Russia has always claimed the Crimea, and part of the Ukraine, arguing its territory was usurped by various wars. In 1783 Catherine the Great, the Tsarina, had annexed the peninsular from the Ottoman Empire. This gave Russia a great deal of power both over the Black Sea, and more importantly, the Mediterranean.

Russia signed the Treaty of Paris in 1856 after it was defeated in the Crimean War by Britain and its allies, and then dismantled its important naval base at Sevastopol.

They wanted to drive Russia out of the Black Sea, and this area has been sensitive for the Russian Military ever since.

By 1870 Russia had already rebuilt its naval base, and it remained crucial to military strategy through to WW II. Germany bombed Sevastopol into ruins, but after the war Joseph Stalin ordered the naval city rebuilt in a neoclassical style. It featured heavily in Soviet Propaganda campaigns as an example of the tenacity and spirit of Russia’s defence against the Third Reich.

When the Ukraine parliament adopted the Act of Declaration of Independence on 24 August 1991, the Soviet Union had collapsed. The Act established Ukraine as an independent Russia was allowed to keep its navy in Sevastopol under a lease agreement that will only expire in 2042.

While a large number of Russians do live in the Crimea, it was the Crimean Tartars who suffered most after the peninsular referendum led to it rejoining the Russian Federation.

The Turkic speakers had lived in the Crimea for close to a thousand years, and Stalin had first deported a quarter of a million to Siberia in 1944, after he believed they would support the German invasion of Russia.

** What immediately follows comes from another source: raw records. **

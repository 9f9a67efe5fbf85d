//! Named pointers kept under the metadata directory
//!
//! ## Layout
//!
//! - `HEAD`: id of the commit at the tip of the active branch
//! - `branch`: name of the active branch
//! - `branches/<name>`: one file per branch holding its head commit id
//! - `remotes/<name>`: one file per remote holding its location
//!
//! Every file is plain text with a single trailing newline.

use crate::artifacts::branch::branch_name::BranchName;
use crate::artifacts::objects::object_id::ObjectId;
use anyhow::Context;
use derive_new::new;
use fake::rand;
use std::collections::BTreeMap;
use std::io::Write;
use std::path::{Path, PathBuf};

pub const HEAD_FILE: &str = "HEAD";
pub const ACTIVE_BRANCH_FILE: &str = "branch";
pub const BRANCHES_DIR: &str = "branches";
pub const REMOTES_DIR: &str = "remotes";

#[derive(Debug, new)]
pub struct Refs {
    /// Path to the metadata directory (typically `.gitlet`)
    path: Box<Path>,
}

impl Refs {
    pub fn head_path(&self) -> PathBuf {
        self.path.join(HEAD_FILE)
    }

    pub fn branches_path(&self) -> PathBuf {
        self.path.join(BRANCHES_DIR)
    }

    pub fn remotes_path(&self) -> PathBuf {
        self.path.join(REMOTES_DIR)
    }

    pub fn read_head(&self) -> anyhow::Result<Option<ObjectId>> {
        Self::read_ref_file(&self.head_path())?
            .map(ObjectId::try_parse)
            .transpose()
    }

    pub fn update_head(&self, oid: &ObjectId) -> anyhow::Result<()> {
        Self::update_ref_file(&self.head_path(), oid.as_ref())
    }

    pub fn read_active_branch(&self) -> anyhow::Result<Option<BranchName>> {
        Ok(Self::read_ref_file(&self.path.join(ACTIVE_BRANCH_FILE))?
            .map(BranchName::try_parse)
            .transpose()?)
    }

    pub fn update_active_branch(&self, name: &BranchName) -> anyhow::Result<()> {
        Self::update_ref_file(&self.path.join(ACTIVE_BRANCH_FILE), name.as_ref())
    }

    pub fn load_branches(&self) -> anyhow::Result<BTreeMap<BranchName, ObjectId>> {
        Self::read_ref_dir(&self.branches_path())?
            .into_iter()
            .map(|(name, oid)| -> anyhow::Result<_> {
                Ok((BranchName::try_parse(name)?, ObjectId::try_parse(oid)?))
            })
            .collect()
    }

    /// Make `branches/` mirror `branches`, dropping files of deleted branches
    pub fn save_branches(&self, branches: &BTreeMap<BranchName, ObjectId>) -> anyhow::Result<()> {
        Self::write_ref_dir(
            &self.branches_path(),
            branches
                .iter()
                .map(|(name, oid)| (name.as_ref(), oid.as_ref())),
        )
    }

    pub fn load_remotes(&self) -> anyhow::Result<BTreeMap<String, PathBuf>> {
        Ok(Self::read_ref_dir(&self.remotes_path())?
            .into_iter()
            .map(|(name, location)| (name, PathBuf::from(location)))
            .collect())
    }

    pub fn save_remotes<'r>(
        &self,
        remotes: impl Iterator<Item = (&'r str, &'r Path)>,
    ) -> anyhow::Result<()> {
        let remotes = remotes
            .map(|(name, location)| (name, location.to_string_lossy().into_owned()))
            .collect::<Vec<_>>();

        Self::write_ref_dir(
            &self.remotes_path(),
            remotes
                .iter()
                .map(|(name, location)| (*name, location.as_str())),
        )
    }

    fn read_ref_file(path: &Path) -> anyhow::Result<Option<String>> {
        if !path.exists() {
            return Ok(None);
        }

        let content = std::fs::read_to_string(path)
            .with_context(|| format!("Unable to read ref file {}", path.display()))?;
        let content = content.trim();

        if content.is_empty() {
            Ok(None)
        } else {
            Ok(Some(content.to_string()))
        }
    }

    fn read_ref_dir(dir: &Path) -> anyhow::Result<BTreeMap<String, String>> {
        let mut refs = BTreeMap::new();
        if !dir.exists() {
            return Ok(refs);
        }

        for entry in std::fs::read_dir(dir)
            .with_context(|| format!("Unable to list ref directory {}", dir.display()))?
        {
            let path = entry?.path();
            let Some(name) = path.file_name().and_then(|name| name.to_str()) else {
                continue;
            };
            if name.ends_with(TEMP_SUFFIX) {
                continue;
            }

            if let Some(content) = Self::read_ref_file(&path)? {
                refs.insert(name.to_string(), content);
            }
        }

        Ok(refs)
    }

    fn write_ref_dir<'r>(
        dir: &Path,
        refs: impl Iterator<Item = (&'r str, &'r str)>,
    ) -> anyhow::Result<()> {
        std::fs::create_dir_all(dir)
            .with_context(|| format!("Unable to create ref directory {}", dir.display()))?;

        let refs = refs.collect::<BTreeMap<_, _>>();
        for stale in Self::read_ref_dir(dir)?
            .keys()
            .filter(|name| !refs.contains_key(name.as_str()))
        {
            let stale_path = dir.join(stale);
            std::fs::remove_file(&stale_path)
                .with_context(|| format!("Unable to remove ref file {}", stale_path.display()))?;
        }

        for (name, content) in refs {
            let path = dir.join(name);
            if Self::read_ref_file(&path)?.as_deref() != Some(content) {
                Self::update_ref_file(&path, content)?;
            }
        }

        Ok(())
    }

    fn update_ref_file(path: &Path, content: &str) -> anyhow::Result<()> {
        let ref_dir = path
            .parent()
            .context(format!("Invalid ref path {}", path.display()))?;
        let temp_path = ref_dir.join(format!("{}{TEMP_SUFFIX}", rand::random::<u32>()));

        let mut file = std::fs::File::create(&temp_path)
            .with_context(|| format!("Unable to create ref file {}", temp_path.display()))?;
        writeln!(file, "{content}")
            .with_context(|| format!("Unable to write ref file {}", temp_path.display()))?;

        // rename the temp file to the ref file to make it atomic
        std::fs::rename(&temp_path, path)
            .with_context(|| format!("Unable to rename ref file to {}", path.display()))?;

        Ok(())
    }
}

const TEMP_SUFFIX: &str = ".lock";
use crate::artifacts::index::{HEADER_SIZE, SIGNATURE, VERSION};
use anyhow::anyhow;
use byteorder::{ByteOrder, WriteBytesExt};
use bytes::Bytes;
use derive_new::new;
use std::io::Write;

#[derive(Debug, Clone, new)]
pub struct IndexHeader {
    pub(crate) marker: String,
    pub(crate) version: u32,
    pub(crate) entries_count: u32,
}

impl IndexHeader {
    pub(crate) fn for_entries(entries_count: u32) -> Self {
        IndexHeader::new(String::from(SIGNATURE), VERSION, entries_count)
    }

    pub(crate) fn serialize(&self) -> anyhow::Result<Bytes> {
        let mut bytes = Vec::with_capacity(HEADER_SIZE);
        bytes.write_all(self.marker.as_bytes())?;
        bytes.write_u32::<byteorder::NetworkEndian>(self.version)?;
        bytes.write_u32::<byteorder::NetworkEndian>(self.entries_count)?;

        Ok(Bytes::from(bytes))
    }

    pub(crate) fn deserialize(bytes: &[u8]) -> anyhow::Result<Self> {
        if bytes.len() < HEADER_SIZE {
            return Err(anyhow!("Invalid header size"));
        }

        let marker = String::from_utf8(bytes[0..4].to_vec())
            .map_err(|_| anyhow!("Invalid marker in index header"))?;
        let version = byteorder::NetworkEndian::read_u32(&bytes[4..8]);
        let entries_count = byteorder::NetworkEndian::read_u32(&bytes[8..12]);

        Ok(IndexHeader {
            marker,
            version,
            entries_count,
        })
    }
}
//! Remotes: named aliases for other repositories on the local filesystem

pub mod remote_table;
//! Repository operations
//!
//! All user-facing operations live in `porcelain`, one file per command.

pub mod porcelain;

He believed the ethnic muslims were traitors, but after Stalin died, Nikita Krushchev gave the Crimea to the Ukraine in what he called a noble act. Tartars then began returning to their home state.

The second phase of the Tartar oppression began in 2014, however. Many had returned to the Crimea from Siberia and Asia, only to find themselves once again the subject of an increasingly aggressive Russian presence which led to many leaving once more.

The symbolic value of the Crimea lives large in the Russian mind, and the recent naval attack on three Ukrainian vessels must be seen in the context of the broad reach of history in the region.

That is something that European leaders have publicly stated is a threat to the region, with the Ukraine and Crimea now earmarked by Moscow for waves of immigration by Russian speakers and a cynical attempt at social engineering.

While all of this is taking place, America has a president who barely understands local geography, let alone the swathe of history and analysts are saying that is precisely why Vladimir Putin has decided to increase the pressure on Ukraine at this point.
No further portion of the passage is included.